October 29, 2018
Yield spreads on current production coupons to Treasuries have widened significantly during the month of October. 30-year current coupon spreads versus the Treasury curve are approximately 85bps currently, and have widened 9bps since the end of September. 15-year MBS have experienced even more widening with yield spreads expanding 14bps over the same time period.
While most fixed-income sectors experienced some widening in last week’s market rally, the Fed reinvestments are ending this month, and the loss of a steady buyer could be impacting investor sentiment. Although the Fed’s market support is ending, gross supply should begin to tapper into the winter months, which may help support current valuations. Gross supply in September fell $14bn versus August, and early readings show that October figures are running ~10% below September.
We’ve seen decent activity on the MBS desk over the past two weeks, as investors have taken advantage of higher yield spreads. Activity continues to be focused on 15- and 20-year passthroughs with relatively low coupons. 15-year 2.0s (~150 WAM) trading at a deep discount comprised the bulk of activity in the 15-year sector. These structures are projected to perform well in rising rate scenarios with limited extension risk and stable cash flows. They are also one of the strongest performers across the coupon stack from a LIBOR OAS perspective. Yield buyers favored new production 20-year 3.5’s at a discount.
The following represents a summary of the activity last week and themes in the overall sector:
- 10-Year 3.0’s and 3.5’s – Payups are roughly unchanged over the past two months. The strength is largely due to strong bank demand, primarily because of the defensive nature of these structures.
- Seasoned 15-year 2.0s to 3.0s – The flat yield curve and relative value in these coupons has driven investors to this segment. There continues to be a relatively small pay up over TBA for pools with seasoning between 18 to 36 months. In some cases, investors can potentially receive less price volatility and greater stability of cash flows relative to new pools, for a modest trade-off in projected yield. Please see a recent Strategic Insight discussing the current merits of slightly seasoned, below par 15-year MBS.
- 20-Year 3.5s – New production 3.5’s trading at a discount are a relatively short-duration alternative to 15-years. We’ve also seen consistent buying of seasoned 20-year 2.5’s and 3.0’s as an alternative to higher premium 15-year product.
- 30-Year 4.0s – Some limited buying from Public Funds accounts in longer duration paper trading near par.

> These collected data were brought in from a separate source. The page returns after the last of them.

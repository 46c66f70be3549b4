use jules::{EngineBuilder, ResultType};

fn main() {
    tracing_subscriber::fmt()
        .with_env_filter(tracing_subscriber::EnvFilter::from_default_env())
        .init();

    let engine = EngineBuilder::<i64>::new()
        .fact("positive", |n| *n > 0)
        .rule("small", |r| r.test(|n, _| n.abs() < 10))
        .rule("even", |r| r.test(|n, _| n % 2 == 0))
        .rule("positive_even", |r| r.test(|_, _| true).and("even").and("positive"))
        .rule("odd", |r| r.test(|_, _| true).and_not("even"))
        .expect(ResultType::ZeroOrMany)
        .build()
        .expect("failed to build engine");

    let report = engine.run_detailed(&4).expect("evaluation failed");

    println!("{report}");
    println!();
    println!("Evaluation order: {:?}", report.evaluation_order());
    println!("Matched rules: {:?}", report.matched());
    println!("Facts: {:?}", report.facts());
    println!("Duration: {:?}", report.duration());

    if let Some(deps) = engine.dependencies_of("positive_even") {
        println!("positive_even depends on: {deps:?}");
    }
}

- FNMA DUS and Freddie K’s – The focus for FNMA DUS and Freddie K’s last week was on 3- to 5-year finals. Yield spreads on Freddie K’s have widened 3 to 4bps during the past two weeks.
- Non-TBA pools – Activity in off-the-run collateral remained steady with investors buying seasoned FNMA Relocation 30yr 3.5’s, seasoned HLTV FNMA 15-yr 2.5s, and HLTV Freddie 30-yr 4.0s.

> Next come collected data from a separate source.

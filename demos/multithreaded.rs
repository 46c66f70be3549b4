use std::sync::Arc;
use std::thread;

use jules::{EngineBuilder, ResultType};

fn main() {
    let engine = Arc::new(
        EngineBuilder::<u32>::new()
            .rule("eligible", |r| r.test(|age, _| *age >= 18))
            .rule("retired", |r| r.test(|age, _| *age >= 65))
            .rule("working", |r| r.test(|_, _| true).and("eligible").and_not("retired"))
            .expect(ResultType::ZeroOrMany)
            .build()
            .expect("failed to build engine"),
    );

    let handles: Vec<_> = (0..4)
        .map(|i| {
            let engine = Arc::clone(&engine);
            thread::spawn(move || {
                let age = 16 + 20 * i;
                let result = engine.test(&age);
                println!("Thread {i} (age {age}): {result:?}");
            })
        })
        .collect();

    for h in handles {
        h.join().unwrap();
    }
}
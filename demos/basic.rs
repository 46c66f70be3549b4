use jules::{Engine, EngineBuilder};

fn main() {
    // Membership levels by age; the first matching rule's id is the result.
    let engine = EngineBuilder::<u32>::new()
        .rule("JUNIOR", |r| r.test(|age, _| (21..30).contains(age)))
        .rule("STANDARD", |r| r.test(|age, _| (30..60).contains(age)))
        .rule("SENIOR", |r| r.test(|age, _| *age >= 60))
        .build()
        .expect("failed to build engine");

    println!("{engine}");

    for age in [26, 45, 70, 12] {
        match engine.run(&age) {
            Ok(Some(level)) => println!("age {age}: {level}"),
            Ok(None) => println!("age {age}: no level"),
            Err(err) => println!("age {age}: {err}"),
        }
    }

    // Plain predicates resolve to their position.
    let predicates: [fn(&u32) -> bool; 2] = [|n| n % 2 == 0, |n| n % 2 == 1];
    let parity = Engine::<u32>::from_predicates(predicates).expect("failed to build engine");
    println!("parity of 7: {:?}", parity.run(&7));
}
//! A declarative rule engine.
//!
//! Rules are guarded by a boolean test over caller-supplied criteria and may
//! require (`and`) or forbid (`and_not`) other rules and precomputed facts.
//! References are validated once at construction; evaluation is lock-free and
//! the compiled [`Engine`] can be shared across threads.

mod compile;
mod error;
mod evaluate;
mod types;

pub use error::JulesError;
pub use types::{
    condition, BoxError, ConfigError, Engine, EngineBuilder, EngineConfig, EvaluationError, Fact,
    FactMap, MatchReport, MatchedRule, Outcome, ParseResultTypeError, ResultType, Rule, RuleRef,
    RunError,
};
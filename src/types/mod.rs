mod engine;
mod error;
mod fact;
mod match_report;
mod result_type;
mod rule;

pub use engine::{Engine, EngineBuilder, EngineConfig};
pub use error::{BoxError, ConfigError, EvaluationError, RunError};
pub use fact::{Fact, FactMap};
pub use match_report::{MatchReport, MatchedRule};
pub use result_type::{ParseResultTypeError, ResultType};
pub use rule::{condition, Outcome, Rule, RuleRef};

pub(crate) use rule::{label, CompiledRef, CompiledRule, Resolution};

- MBS pools – The MBS desk routinely creates custom MBS pools to assist financial institutions with the Community Reinvestment Act requirements.
Mortgage Rates and Refinance Activity
- Benchmark mortgage rates moved lower on the week (10/26).

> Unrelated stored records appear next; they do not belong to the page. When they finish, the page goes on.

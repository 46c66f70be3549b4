use std::fmt;
use std::sync::Arc;

use super::error::BoxError;
use super::fact::FactMap;

pub(crate) type TestFn<C> =
    Arc<dyn Fn(&C, &FactMap<'_>) -> Result<bool, BoxError> + Send + Sync>;
pub(crate) type ConditionFn<C> = Arc<dyn Fn(&C) -> Result<bool, BoxError> + Send + Sync>;
pub(crate) type ResultFn<C, R> = Arc<dyn Fn(&C) -> Result<R, BoxError> + Send + Sync>;

/// Reference used in a rule's `and` / `and_not` lists.
///
/// An `Id` names another rule or a fact and is validated when the engine is
/// built. A `Condition` is an opaque predicate over the criteria.
pub enum RuleRef<C> {
    Id(String),
    Condition(ConditionFn<C>),
}

/// Inline condition for `and` / `and_not`.
pub fn condition<C>(f: impl Fn(&C) -> bool + Send + Sync + 'static) -> RuleRef<C> {
    RuleRef::try_condition(move |c| Ok(f(c)))
}

impl<C> RuleRef<C> {
    /// Fallible inline condition. A failure aborts the run with
    /// [`EvaluationError::Condition`](crate::EvaluationError::Condition).
    pub fn try_condition(
        f: impl Fn(&C) -> Result<bool, BoxError> + Send + Sync + 'static,
    ) -> Self {
        RuleRef::Condition(Arc::new(f))
    }

    #[must_use]
    pub fn as_id(&self) -> Option<&str> {
        match self {
            RuleRef::Id(id) => Some(id),
            RuleRef::Condition(_) => None,
        }
    }
}

impl<C> From<&str> for RuleRef<C> {
    fn from(id: &str) -> Self {
        RuleRef::Id(id.to_owned())
    }
}

impl<C> From<String> for RuleRef<C> {
    fn from(id: String) -> Self {
        RuleRef::Id(id)
    }
}

impl<C> Clone for RuleRef<C> {
    fn clone(&self) -> Self {
        match self {
            RuleRef::Id(id) => RuleRef::Id(id.clone()),
            RuleRef::Condition(f) => RuleRef::Condition(Arc::clone(f)),
        }
    }
}

impl<C> fmt::Debug for RuleRef<C> {
    fn fmt(&self, f: &mut fmt::Formatter<'_>) -> fmt::Result {
        match self {
            RuleRef::Id(id) => f.debug_tuple("Id").field(id).finish(),
            RuleRef::Condition(_) => f.write_str("Condition(..)"),
        }
    }
}

/// What a matched rule produces.
pub enum Outcome<C, R> {
    Static(R),
    Computed(ResultFn<C, R>),
}

impl<C, R: Clone> Clone for Outcome<C, R> {
    fn clone(&self) -> Self {
        match self {
            Outcome::Static(v) => Outcome::Static(v.clone()),
            Outcome::Computed(f) => Outcome::Computed(Arc::clone(f)),
        }
    }
}

impl<C, R: fmt::Debug> fmt::Debug for Outcome<C, R> {
    fn fmt(&self, f: &mut fmt::Formatter<'_>) -> fmt::Result {
        match self {
            Outcome::Static(v) => f.debug_tuple("Static").field(v).finish(),
            Outcome::Computed(_) => f.write_str("Computed(..)"),
        }
    }
}

/// A rule: a test over criteria and facts, an optional result, and optional
/// references that must (`and`) or must not (`and_not`) hold.
///
/// The test is required; building an engine from a rule without one fails
/// with [`ConfigError::MissingTest`](crate::ConfigError::MissingTest). A rule
/// with no result resolves to its id, so a rule needs at least one of the two.
///
/// ```
/// use jules::{Rule, condition};
///
/// struct Applicant { age: u32, location: String }
///
/// let senior: Rule<Applicant> = Rule::new("SENIOR")
///     .test(|a: &Applicant, _| a.age >= if a.location == "FL" { 55 } else { 60 })
///     .result("Senior Membership")
///     .and("IN_US")
///     .and_not(condition(|a: &Applicant| a.location == "CA"));
/// assert_eq!(senior.id(), Some("SENIOR"));
/// ```
pub struct Rule<C, R = String> {
    pub(crate) id: Option<String>,
    pub(crate) test: Option<TestFn<C>>,
    pub(crate) result: Option<Outcome<C, R>>,
    pub(crate) and: Vec<RuleRef<C>>,
    pub(crate) and_not: Vec<RuleRef<C>>,
}

impl<C, R> Rule<C, R> {
    pub fn new(id: impl Into<String>) -> Self {
        Self {
            id: Some(id.into()),
            ..Self::anonymous()
        }
    }

    /// A rule without an id. It cannot be referenced and must declare a result.
    #[must_use]
    pub fn anonymous() -> Self {
        Self {
            id: None,
            test: None,
            result: None,
            and: Vec::new(),
            and_not: Vec::new(),
        }
    }

    #[must_use]
    pub fn test(self, f: impl Fn(&C, &FactMap<'_>) -> bool + Send + Sync + 'static) -> Self {
        self.try_test(move |c, facts| Ok(f(c, facts)))
    }

    /// Fallible test. A failure aborts the run with
    /// [`EvaluationError::Rule`](crate::EvaluationError::Rule).
    #[must_use]
    pub fn try_test(
        mut self,
        f: impl Fn(&C, &FactMap<'_>) -> Result<bool, BoxError> + Send + Sync + 'static,
    ) -> Self {
        self.test = Some(Arc::new(f));
        self
    }

    #[must_use]
    pub fn result(mut self, value: impl Into<R>) -> Self {
        self.result = Some(Outcome::Static(value.into()));
        self
    }

    /// Compute the result from the criteria that matched.
    #[must_use]
    pub fn result_with(self, f: impl Fn(&C) -> R + Send + Sync + 'static) -> Self {
        self.try_result_with(move |c| Ok(f(c)))
    }

    #[must_use]
    pub fn try_result_with(
        mut self,
        f: impl Fn(&C) -> Result<R, BoxError> + Send + Sync + 'static,
    ) -> Self {
        self.result = Some(Outcome::Computed(Arc::new(f)));
        self
    }

    /// Require a rule, fact, or inline condition to hold.
    #[must_use]
    pub fn and(mut self, reference: impl Into<RuleRef<C>>) -> Self {
        self.and.push(reference.into());
        self
    }

    /// Require a rule, fact, or inline condition not to hold.
    #[must_use]
    pub fn and_not(mut self, reference: impl Into<RuleRef<C>>) -> Self {
        self.and_not.push(reference.into());
        self
    }

    #[must_use]
    pub fn id(&self) -> Option<&str> {
        self.id.as_deref()
    }

    /// Ids referenced through `and` followed by `and_not`, in declaration order.
    pub(crate) fn referenced_ids(&self) -> impl Iterator<Item = &str> {
        self.and
            .iter()
            .chain(self.and_not.iter())
            .filter_map(RuleRef::as_id)
    }
}

impl<C, R: Clone> Clone for Rule<C, R> {
    fn clone(&self) -> Self {
        Self {
            id: self.id.clone(),
            test: self.test.clone(),
            result: self.result.clone(),
            and: self.and.clone(),
            and_not: self.and_not.clone(),
        }
    }
}

impl<C, R: fmt::Debug> fmt::Debug for Rule<C, R> {
    fn fmt(&self, f: &mut fmt::Formatter<'_>) -> fmt::Result {
        f.debug_struct("Rule")
            .field("id", &self.id)
            .field("has_test", &self.test.is_some())
            .field("result", &self.result)
            .field("and", &self.and)
            .field("and_not", &self.and_not)
            .finish()
    }
}

/// A rule whose id references have been resolved to arena indices.
///
/// Produced by the compilation step and stored inside an
/// [`Engine`](super::Engine) in declaration order.
pub(crate) struct CompiledRule<C, R> {
    pub(crate) label: String,
    pub(crate) test: TestFn<C>,
    pub(crate) outcome: Resolution<C, R>,
    pub(crate) and: Vec<CompiledRef<C>>,
    pub(crate) and_not: Vec<CompiledRef<C>>,
}

pub(crate) enum CompiledRef<C> {
    Rule(usize),
    Fact(usize),
    Condition(ConditionFn<C>),
}

/// How a matched rule turns into a result. `Id` is the fallback for rules
/// declared without a result.
pub(crate) enum Resolution<C, R> {
    Outcome(Outcome<C, R>),
    Id(String),
}

/// Positional label for diagnostics: the id, or `#index` for anonymous rules.
pub(crate) fn label(id: Option<&str>, index: usize) -> String {
    id.map_or_else(|| format!("#{index}"), str::to_owned)
}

- 15-year mortgage rates decreased 5bps to 4.04%, 37bps above the 12-month average of 3.67%, and 26bps above the YTD average of 3.78%.
- 30-year mortgage rates decreased 5bps to 4.70%, 41bps above the 12-month average of 4.29%, and 32bps above the YTD average of 4.38%.
- 15-year mortgage rates have increased 84bps in 2018, while 30-year mortgage rates are up 85bps YTD.
New Home Sales Tank on More than Just the Hurricane Impact: New home sales tanked in September, unexpectedly down 5.5%. The drop appears to have been driven by much more than Hurricane Michael with sales down 41% in the Northeast and 12% in the West. In the area that would have been most affected by the hurricane, the South, sales were down just 1.5%. New home sales have now fallen 22% since November’s peak and are down 8.3% QoQ in 3Q18 – which is likely to be one of the sole sources of weakness in tomorrow’s GDP estimate. The inventory of new homes for sale rose to 327k, meaningfully higher than the low point of 142k back in 2012. However, when put in context of the number of households, the inventory remains at just 0.27% versus a longer-run low range near 0.28%. Additionally, the supply/demand dynamics in the flow of new construction still remains encouraging with homebuilders not sitting on a glut of inventory.
MBA Mortgage Applications report for the week ending October 19: Applications rose 4.9% on a 2.0% increase in purchase apps and a surprising 9.7% increase in refi apps (a bounce-back from the 9.0% decline in the previous week. The weekly noise in the data appears to have been related to Hurricane Michael making landfall on October 10 and the overall trends are unlikely to be altered.